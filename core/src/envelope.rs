//! Response envelope decoding and HTTP status classification.
//!
//! The service wraps failures (and some acknowledgements) in a small JSON
//! object with optional `status` and `error` fields. Only HTTP 200 paired
//! with `status == "OK"` counts as success; the status code is authoritative,
//! so a non-200 response is a failure whatever its body says.

use serde::Deserialize;
use serde_json::{Map, Value};

use crate::error::{ApiError, Error, Result};

/// Envelope `status` value reported on success.
pub const API_STATUS_OK: &str = "OK";

pub const HTTP_OK: u16 = 200;

/// Whether a failed attempt with this status is worth repeating.
///
/// 5xx, 408 Request Timeout and 429 Too Many Requests are transient. 202
/// Accepted is also retried: export answers 202 while data is still being
/// prepared, and the service has always been polled through the generic retry
/// path rather than a dedicated wait.
pub fn is_retriable_status(status: u16) -> bool {
    status >= 500 || matches!(status, 408 | 429 | 202)
}

#[derive(Debug, Default, Deserialize)]
struct Envelope {
    #[serde(default)]
    status: Option<String>,
    #[serde(default)]
    error: Option<String>,
}

/// Decode an envelope body received with `http_status`.
///
/// Returns `Ok(())` only for HTTP 200 with `status == "OK"`. Every other
/// well-formed envelope becomes `Error::Api`; a body that is not a JSON
/// object (arrays included) becomes `Error::Decode` carrying the raw text
/// and status code.
pub fn decode_envelope(http_status: u16, body: &[u8]) -> Result<()> {
    let decode_error = |source: serde_json::Error| Error::Decode {
        http_status,
        raw_body: String::from_utf8_lossy(body).into_owned(),
        source,
    };
    // Derived struct impls also accept arrays; only a map is an envelope.
    let object: Map<String, Value> = serde_json::from_slice(body).map_err(decode_error)?;
    let envelope: Envelope = serde_json::from_value(Value::Object(object)).map_err(decode_error)?;

    if http_status == HTTP_OK
        && envelope.status.as_deref() == Some(API_STATUS_OK)
        && envelope.error.is_none()
    {
        return Ok(());
    }

    Err(Error::Api(ApiError {
        status: envelope.status,
        message: envelope.error.unwrap_or_default(),
        http_status,
    }))
}

/// Classify a non-200 response into its terminal error.
pub(crate) fn error_from_response(http_status: u16, body: &[u8]) -> Error {
    match decode_envelope(http_status, body) {
        Err(err) => err,
        // Status code wins over an "OK" body.
        Ok(()) => Error::Api(ApiError {
            status: Some(API_STATUS_OK.to_string()),
            message: String::new(),
            http_status,
        }),
    }
}
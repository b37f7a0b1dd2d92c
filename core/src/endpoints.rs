//! Typed wrappers over `Client::execute`, one per service endpoint.

use serde::de::DeserializeOwned;
use serde::Serialize;

use crate::client::Client;
use crate::context::CallContext;
use crate::envelope::{decode_envelope, HTTP_OK};
use crate::error::{Error, Result, ResultExt};
use crate::types::{
    DeleteByFilterRequest, ExportResponse, NamespacesRequest, NamespacesResponse, QueryRequest,
    QueryResult, RecallRequest, RecallResponse, Upsert, UpsertRequest, WarmCacheResult,
};

impl Client {
    /// List namespaces, optionally filtered by prefix, one page at a time.
    pub fn namespaces(
        &self,
        ctx: &CallContext,
        request: &NamespacesRequest,
    ) -> Result<NamespacesResponse> {
        let mut query = Vec::new();
        if let Some(page_size) = request.page_size.filter(|n| *n > 0) {
            query.push(("page_size", page_size.to_string()));
        }
        if let Some(prefix) = request.prefix.as_deref().filter(|p| !p.is_empty()) {
            query.push(("prefix", prefix.to_string()));
        }
        if let Some(cursor) = request.cursor.as_deref().filter(|c| !c.is_empty()) {
            query.push(("cursor", cursor.to_string()));
        }

        self.get(ctx, "/v1/vectors", &query)
            .and_then(|body| parse_json(&body))
            .context("list namespaces")
    }

    /// Create or update documents. Every document must carry a vector; use
    /// `delete` to remove documents.
    pub fn upsert(&self, ctx: &CallContext, namespace: &str, request: &UpsertRequest) -> Result<()> {
        if let Some(doc) = request.upserts.iter().find(|u| !u.has_vector()) {
            return Err(Error::Validation(format!(
                "document {:?} has no vector; deletion must be performed using delete, not upsert",
                doc.id
            )));
        }
        self.write_documents(ctx, namespace, request)
            .context("upsert documents")
    }

    /// Delete documents by id.
    pub fn delete<I, S>(&self, ctx: &CallContext, namespace: &str, ids: I) -> Result<()>
    where
        I: IntoIterator<Item = S>,
        S: Into<String>,
    {
        let request = UpsertRequest {
            upserts: ids.into_iter().map(Upsert::tombstone).collect(),
            ..Default::default()
        };
        self.write_documents(ctx, namespace, &request)
            .context("delete documents")
    }

    /// Delete every document matching `request.filter`.
    pub fn delete_by_filter(
        &self,
        ctx: &CallContext,
        namespace: &str,
        request: &DeleteByFilterRequest,
    ) -> Result<()> {
        self.delete_matching(ctx, namespace, request)
            .context("delete by filter")
    }

    /// Vector, BM25 or filter-only search.
    pub fn query(
        &self,
        ctx: &CallContext,
        namespace: &str,
        request: &QueryRequest,
    ) -> Result<Vec<QueryResult>> {
        self.run_query(ctx, namespace, request)
            .context("query documents")
    }

    /// Fetch one page of documents. Pass the previous page's `next_cursor`
    /// to continue; a 202 "not ready" answer is retried like any transient
    /// failure.
    pub fn export(
        &self,
        ctx: &CallContext,
        namespace: &str,
        cursor: Option<&str>,
    ) -> Result<ExportResponse> {
        self.export_page(ctx, namespace, cursor)
            .context("export documents")
    }

    /// Measure ANN recall against exhaustive search.
    pub fn recall(
        &self,
        ctx: &CallContext,
        namespace: &str,
        request: &RecallRequest,
    ) -> Result<RecallResponse> {
        self.measure_recall(ctx, namespace, request)
            .context("measure recall")
    }

    /// Hint that the namespace's cache should be warmed.
    pub fn warm_cache(&self, ctx: &CallContext, namespace: &str) -> Result<WarmCacheResult> {
        self.hint_cache_warm(ctx, namespace).context("warm cache")
    }

    fn delete_matching(
        &self,
        ctx: &CallContext,
        namespace: &str,
        request: &DeleteByFilterRequest,
    ) -> Result<()> {
        let path = format!("/v1/namespaces/{}", namespace_segment(namespace)?);
        self.post(ctx, &path, to_json(request)?)?;
        Ok(())
    }

    fn run_query(
        &self,
        ctx: &CallContext,
        namespace: &str,
        request: &QueryRequest,
    ) -> Result<Vec<QueryResult>> {
        let path = format!("/v1/vectors/{}/query", namespace_segment(namespace)?);
        let body = self.post(ctx, &path, to_json(request)?)?;
        parse_json(&body)
    }

    fn export_page(
        &self,
        ctx: &CallContext,
        namespace: &str,
        cursor: Option<&str>,
    ) -> Result<ExportResponse> {
        let path = format!("/v1/vectors/{}", namespace_segment(namespace)?);
        let mut query = Vec::new();
        if let Some(cursor) = cursor.filter(|c| !c.is_empty()) {
            query.push(("cursor", cursor.to_string()));
        }
        let body = self.get(ctx, &path, &query)?;
        parse_json(&body)
    }

    fn measure_recall(
        &self,
        ctx: &CallContext,
        namespace: &str,
        request: &RecallRequest,
    ) -> Result<RecallResponse> {
        let path = format!("/v1/vectors/{}/_debug/recall", namespace_segment(namespace)?);
        let body = self.post(ctx, &path, to_json(request)?)?;
        parse_json(&body)
    }

    fn hint_cache_warm(&self, ctx: &CallContext, namespace: &str) -> Result<WarmCacheResult> {
        let path = format!("/v1/namespaces/{}/hint_cache_warm", namespace_segment(namespace)?);
        let body = self.get(ctx, &path, &[])?;
        parse_json(&body)
    }

    fn write_documents(
        &self,
        ctx: &CallContext,
        namespace: &str,
        request: &UpsertRequest,
    ) -> Result<()> {
        let path = format!("/v1/vectors/{}", namespace_segment(namespace)?);
        let body = self.post(ctx, &path, to_json(request)?)?;
        // Writes acknowledge with an envelope even on 200.
        decode_envelope(HTTP_OK, &body)
    }
}

/// Validate a namespace for use as a single path segment.
fn namespace_segment(namespace: &str) -> Result<&str> {
    if namespace.is_empty() {
        return Err(Error::Validation("namespace must not be empty".to_string()));
    }
    if namespace.contains('/') {
        return Err(Error::Validation(format!(
            "namespace {namespace:?} must not contain '/'"
        )));
    }
    Ok(namespace)
}

fn to_json<T: Serialize>(value: &T) -> Result<Vec<u8>> {
    serde_json::to_vec(value).map_err(Error::Serialization)
}

/// Parse the payload of a 200 response.
fn parse_json<T: DeserializeOwned>(body: &[u8]) -> Result<T> {
    serde_json::from_slice(body).map_err(|source| Error::Deserialization {
        http_status: HTTP_OK,
        raw_body: String::from_utf8_lossy(body).into_owned(),
        source,
    })
}
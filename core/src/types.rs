//! Request and response payloads for the service endpoints.
//!
//! # Design
//! These are plain serde DTOs. Optional fields are skipped when unset so the
//! service applies its own defaults. Attribute values are kept as
//! `serde_json::Value` because their shape is chosen by the caller's schema.

use std::collections::BTreeMap;

use serde::{Deserialize, Serialize};
use serde_json::Value;

use crate::filter::Filter;

/// Distance function used to compare vectors.
#[derive(Debug, Clone, Copy, PartialEq, Eq, Serialize, Deserialize)]
pub enum DistanceMetric {
    #[serde(rename = "cosine_distance")]
    Cosine,
    #[serde(rename = "euclidean_squared")]
    EuclideanSquared,
}

/// Data type of a document attribute.
#[derive(Debug, Clone, Copy, PartialEq, Eq, Serialize, Deserialize)]
pub enum AttributeType {
    #[serde(rename = "string")]
    String,
    #[serde(rename = "uint")]
    Uint,
    #[serde(rename = "uuid")]
    Uuid,
    #[serde(rename = "bool")]
    Bool,
    #[serde(rename = "[]string")]
    StringArray,
    #[serde(rename = "[]uint")]
    UintArray,
    #[serde(rename = "[]uuid")]
    UuidArray,
}

/// Full-text (BM25) indexing options for a string attribute.
#[derive(Debug, Clone, Default, PartialEq, Serialize, Deserialize)]
pub struct FullTextSearchParams {
    /// Stemming and stopword language; the service defaults to english.
    #[serde(default, skip_serializing_if = "Option::is_none")]
    pub language: Option<String>,
    #[serde(default, skip_serializing_if = "Option::is_none")]
    pub stemming: Option<bool>,
    #[serde(default, skip_serializing_if = "Option::is_none")]
    pub remove_stop_words: Option<bool>,
    #[serde(default, skip_serializing_if = "Option::is_none")]
    pub case_sensitive: Option<bool>,
}

/// Schema entry for one attribute.
#[derive(Debug, Clone, PartialEq, Serialize, Deserialize)]
pub struct Attribute {
    #[serde(rename = "type")]
    pub kind: AttributeType,
    #[serde(default, skip_serializing_if = "Option::is_none")]
    pub filterable: Option<bool>,
    /// `Some(Default::default())` enables full-text search with defaults.
    #[serde(default, skip_serializing_if = "Option::is_none")]
    pub full_text_search: Option<FullTextSearchParams>,
}

impl Attribute {
    pub fn new(kind: AttributeType) -> Self {
        Self {
            kind,
            filterable: None,
            full_text_search: None,
        }
    }
}

/// Attribute name to schema entry.
pub type Schema = BTreeMap<String, Attribute>;

// ---------------------------------------------------------------------------
// Namespaces
// ---------------------------------------------------------------------------

#[derive(Debug, Clone, Default, PartialEq, Eq)]
pub struct NamespacesRequest {
    pub prefix: Option<String>,
    /// Page size; the service defaults to 1000.
    pub page_size: Option<u32>,
    /// Cursor from a previous page; omit for the first page.
    pub cursor: Option<String>,
}

#[derive(Debug, Clone, PartialEq, Eq, Serialize, Deserialize)]
pub struct Namespace {
    pub id: String,
}

#[derive(Debug, Clone, PartialEq, Eq, Serialize, Deserialize)]
pub struct NamespacesResponse {
    pub namespaces: Vec<Namespace>,
    #[serde(default, skip_serializing_if = "Option::is_none")]
    pub next_cursor: Option<String>,
}

// ---------------------------------------------------------------------------
// Upsert / delete
// ---------------------------------------------------------------------------

/// One document to write. A document without a vector deletes its id.
#[derive(Debug, Clone, PartialEq, Serialize, Deserialize)]
pub struct Upsert {
    pub id: String,
    #[serde(default, skip_serializing_if = "Option::is_none")]
    pub vector: Option<Vec<f32>>,
    #[serde(default, skip_serializing_if = "Option::is_none")]
    pub attributes: Option<Value>,
}

impl Upsert {
    pub fn new(id: impl Into<String>, vector: Vec<f32>) -> Self {
        Self {
            id: id.into(),
            vector: Some(vector),
            attributes: None,
        }
    }

    pub fn with_attributes(mut self, attributes: Value) -> Self {
        self.attributes = Some(attributes);
        self
    }

    pub(crate) fn tombstone(id: impl Into<String>) -> Self {
        Self {
            id: id.into(),
            vector: None,
            attributes: None,
        }
    }

    pub(crate) fn has_vector(&self) -> bool {
        self.vector.as_ref().is_some_and(|v| !v.is_empty())
    }
}

#[derive(Debug, Clone, Default, PartialEq, Serialize, Deserialize)]
pub struct UpsertRequest {
    #[serde(default, skip_serializing_if = "Option::is_none")]
    pub distance_metric: Option<DistanceMetric>,
    #[serde(default, skip_serializing_if = "Option::is_none")]
    pub schema: Option<Schema>,
    #[serde(default, skip_serializing_if = "Vec::is_empty")]
    pub upserts: Vec<Upsert>,
    #[serde(default, skip_serializing_if = "Option::is_none")]
    pub copy_from_namespace: Option<String>,
}

#[derive(Debug, Clone, PartialEq, Serialize)]
pub struct DeleteByFilterRequest {
    /// Written as `null` when absent; the service then rejects the request.
    #[serde(rename = "delete_by_filter")]
    pub filter: Option<Filter>,
}

// ---------------------------------------------------------------------------
// Query
// ---------------------------------------------------------------------------

/// Which attributes to return with each result.
#[derive(Debug, Clone, PartialEq, Eq, Serialize)]
#[serde(untagged)]
pub enum IncludeAttributes {
    All(bool),
    Named(Vec<String>),
}

/// Vector, BM25 or filter-only search.
///
/// Set `vector` + `distance_metric` for vector search, `rank_by` for BM25,
/// or neither for filter-only search.
#[derive(Debug, Clone, Default, PartialEq, Serialize)]
pub struct QueryRequest {
    #[serde(skip_serializing_if = "Option::is_none")]
    pub vector: Option<Vec<f32>>,
    #[serde(skip_serializing_if = "Option::is_none")]
    pub distance_metric: Option<DistanceMetric>,
    /// e.g. `["text", "BM25", "query string"]`.
    #[serde(skip_serializing_if = "Option::is_none")]
    pub rank_by: Option<Value>,
    #[serde(skip_serializing_if = "Option::is_none")]
    pub top_k: Option<u32>,
    #[serde(skip_serializing_if = "std::ops::Not::not")]
    pub include_vectors: bool,
    #[serde(skip_serializing_if = "Option::is_none")]
    pub include_attributes: Option<IncludeAttributes>,
    #[serde(skip_serializing_if = "Option::is_none")]
    pub filters: Option<Filter>,
}

#[derive(Debug, Clone, PartialEq, Serialize, Deserialize)]
pub struct QueryResult {
    #[serde(default)]
    pub dist: f64,
    pub id: String,
    #[serde(default, skip_serializing_if = "Option::is_none")]
    pub vector: Option<Vec<f32>>,
    #[serde(default, skip_serializing_if = "Option::is_none")]
    pub attributes: Option<BTreeMap<String, Value>>,
}

// ---------------------------------------------------------------------------
// Export / recall / warm cache
// ---------------------------------------------------------------------------

/// One page of documents in column layout.
#[derive(Debug, Clone, Default, PartialEq, Serialize, Deserialize)]
pub struct ExportResponse {
    #[serde(default)]
    pub ids: Vec<String>,
    #[serde(default)]
    pub vectors: Vec<Vec<f32>>,
    #[serde(default)]
    pub attributes: BTreeMap<String, Vec<Value>>,
    #[serde(default)]
    pub next_cursor: Option<String>,
}

#[derive(Debug, Clone, Default, PartialEq, Serialize)]
pub struct RecallRequest {
    #[serde(skip_serializing_if = "Option::is_none")]
    pub num: Option<u32>,
    #[serde(skip_serializing_if = "Option::is_none")]
    pub top_k: Option<u32>,
    #[serde(skip_serializing_if = "Option::is_none")]
    pub filters: Option<Filter>,
    #[serde(skip_serializing_if = "Vec::is_empty")]
    pub queries: Vec<Vec<f32>>,
}

#[derive(Debug, Clone, PartialEq, Serialize, Deserialize)]
pub struct RecallResponse {
    pub avg_recall: f64,
    pub avg_exhaustive_count: f64,
    pub avg_ann_count: f64,
}

#[derive(Debug, Clone, PartialEq, Eq, Serialize, Deserialize)]
pub struct WarmCacheResult {
    pub status: String,
    #[serde(default)]
    pub message: String,
}

#[cfg(test)]
mod tests {
    use super::*;
    use serde_json::json;

    #[test]
    fn empty_query_request_serializes_to_empty_object() {
        let req = QueryRequest::default();
        assert_eq!(serde_json::to_value(&req).unwrap(), json!({}));
    }

    #[test]
    fn query_request_embeds_filter() {
        let req = QueryRequest {
            vector: Some(vec![0.5, 1.0]),
            distance_metric: Some(DistanceMetric::Cosine),
            top_k: Some(3),
            include_attributes: Some(IncludeAttributes::Named(vec!["title".to_string()])),
            filters: Some(Filter::eq("lang", "en")),
            ..Default::default()
        };
        assert_eq!(
            serde_json::to_value(&req).unwrap(),
            json!({
                "vector": [0.5, 1.0],
                "distance_metric": "cosine_distance",
                "top_k": 3,
                "include_attributes": ["title"],
                "filters": ["lang", "Eq", "en"]
            })
        );
    }

    #[test]
    fn include_all_attributes_is_a_bool() {
        let req = QueryRequest {
            include_vectors: true,
            include_attributes: Some(IncludeAttributes::All(true)),
            ..Default::default()
        };
        assert_eq!(
            serde_json::to_value(&req).unwrap(),
            json!({"include_vectors": true, "include_attributes": true})
        );
    }

    #[test]
    fn delete_by_filter_keeps_null() {
        let req = DeleteByFilterRequest { filter: None };
        assert_eq!(serde_json::to_string(&req).unwrap(), r#"{"delete_by_filter":null}"#);
    }

    #[test]
    fn schema_serializes_wire_type_names() {
        let mut schema = Schema::new();
        schema.insert("tags".to_string(), Attribute::new(AttributeType::StringArray));
        schema.insert(
            "body".to_string(),
            Attribute {
                kind: AttributeType::String,
                filterable: Some(false),
                full_text_search: Some(FullTextSearchParams::default()),
            },
        );
        assert_eq!(
            serde_json::to_value(&schema).unwrap(),
            json!({
                "body": {"type": "string", "filterable": false, "full_text_search": {}},
                "tags": {"type": "[]string"}
            })
        );
    }

    #[test]
    fn upsert_omits_missing_vector() {
        let req = UpsertRequest {
            upserts: vec![Upsert::tombstone("7")],
            ..Default::default()
        };
        assert_eq!(
            serde_json::to_value(&req).unwrap(),
            json!({"upserts": [{"id": "7"}]})
        );
    }

    #[test]
    fn query_result_tolerates_missing_optionals() {
        let result: QueryResult = serde_json::from_str(r#"{"id":"a","dist":0.25}"#).unwrap();
        assert_eq!(result.id, "a");
        assert_eq!(result.dist, 0.25);
        assert!(result.vector.is_none());
        assert!(result.attributes.is_none());
    }

    #[test]
    fn namespaces_response_without_cursor() {
        let resp: NamespacesResponse =
            serde_json::from_str(r#"{"namespaces":[{"id":"a"},{"id":"b"}]}"#).unwrap();
        assert_eq!(resp.namespaces.len(), 2);
        assert!(resp.next_cursor.is_none());
    }
}
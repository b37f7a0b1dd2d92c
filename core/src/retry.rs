//! Retry policy and the pluggable backoff clock.
//!
//! # Design
//! The policy is a pure function from (attempt counter, failure) to a
//! decision; it holds no per-call state, so one `RetryPolicy` is shared by
//! every concurrent call. The client owns the loop:
//!
//! ```text
//! Attempting --ok--------------------------------> Success
//!     |--permanent failure-----------------------> PermanentFailure
//!     |--retriable, counter == max_retries-------> ExhaustedFailure
//!     `--retriable, counter <  max_retries--> WaitingToRetry --(timer)--> Attempting
//! ```
//!
//! Waiting goes through a `Timer` so tests can resolve waits instantly.

use std::fmt;
use std::time::Duration;

use crate::context::CallContext;
use crate::error::{Error, Result};

pub const DEFAULT_MAX_RETRIES: u32 = 6;
pub const DEFAULT_INITIAL_INTERVAL: Duration = Duration::from_secs(2);
pub const DEFAULT_MAX_INTERVAL: Duration = Duration::from_secs(64);
pub const DEFAULT_MULTIPLIER: f64 = 2.0;

/// Exponential backoff with a bounded number of retries.
#[derive(Debug, Clone, PartialEq)]
pub struct RetryPolicy {
    /// Retries after the first attempt; 0 means a single attempt.
    pub max_retries: u32,
    pub initial_interval: Duration,
    pub max_interval: Duration,
    pub multiplier: f64,
}

impl Default for RetryPolicy {
    fn default() -> Self {
        Self {
            max_retries: DEFAULT_MAX_RETRIES,
            initial_interval: DEFAULT_INITIAL_INTERVAL,
            max_interval: DEFAULT_MAX_INTERVAL,
            multiplier: DEFAULT_MULTIPLIER,
        }
    }
}

/// What to do after a failed attempt.
#[derive(Debug, Clone, Copy, PartialEq, Eq)]
pub enum RetryDecision {
    /// Wait this long, then attempt again.
    RetryAfter(Duration),
    /// The failure will not go away by retrying.
    Permanent,
    /// The failure was transient but the retry budget is spent.
    Exhausted,
}

impl RetryPolicy {
    /// A policy that performs exactly one attempt.
    pub fn disabled() -> Self {
        Self {
            max_retries: 0,
            ..Self::default()
        }
    }

    pub fn with_max_retries(mut self, max_retries: u32) -> Self {
        self.max_retries = max_retries;
        self
    }

    pub fn is_enabled(&self) -> bool {
        self.max_retries > 0
    }

    /// Backoff before retry number `attempt + 1`, `attempt` counting from 0.
    pub fn backoff(&self, attempt: u32) -> Duration {
        let initial = self.initial_interval.as_secs_f64();
        let cap = self.max_interval.as_secs_f64();
        let exponent = i32::try_from(attempt).unwrap_or(i32::MAX);
        let delay = initial * self.multiplier.powi(exponent);
        if !delay.is_finite() || delay >= cap {
            self.max_interval
        } else {
            Duration::from_secs_f64(delay.max(0.0))
        }
    }

    /// Decide how to proceed after attempt `attempt` (from 0) failed with `err`.
    pub fn decide(&self, attempt: u32, err: &Error) -> RetryDecision {
        if !err.is_retriable() {
            RetryDecision::Permanent
        } else if attempt >= self.max_retries {
            RetryDecision::Exhausted
        } else {
            RetryDecision::RetryAfter(self.backoff(attempt))
        }
    }
}

/// Clock used to wait between attempts.
///
/// Implementations block for `duration` unless `ctx` is cancelled first, in
/// which case they return `Error::Cancelled` promptly. The client never asks
/// to wait past the context's deadline.
pub trait Timer: Send + Sync + fmt::Debug {
    fn wait(&self, duration: Duration, ctx: &CallContext) -> Result<()>;
}

/// Real-time timer that parks on the context's cancel token.
#[derive(Debug, Clone, Copy, Default)]
pub struct SystemTimer;

impl Timer for SystemTimer {
    fn wait(&self, duration: Duration, ctx: &CallContext) -> Result<()> {
        if ctx.cancel_token().wait_timeout(duration) {
            return Err(Error::Cancelled);
        }
        Ok(())
    }
}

# # # #

— Task description —
Within the records above, work out on how many lines the string "prefix" appears, and give only that number.

— Task solution —
4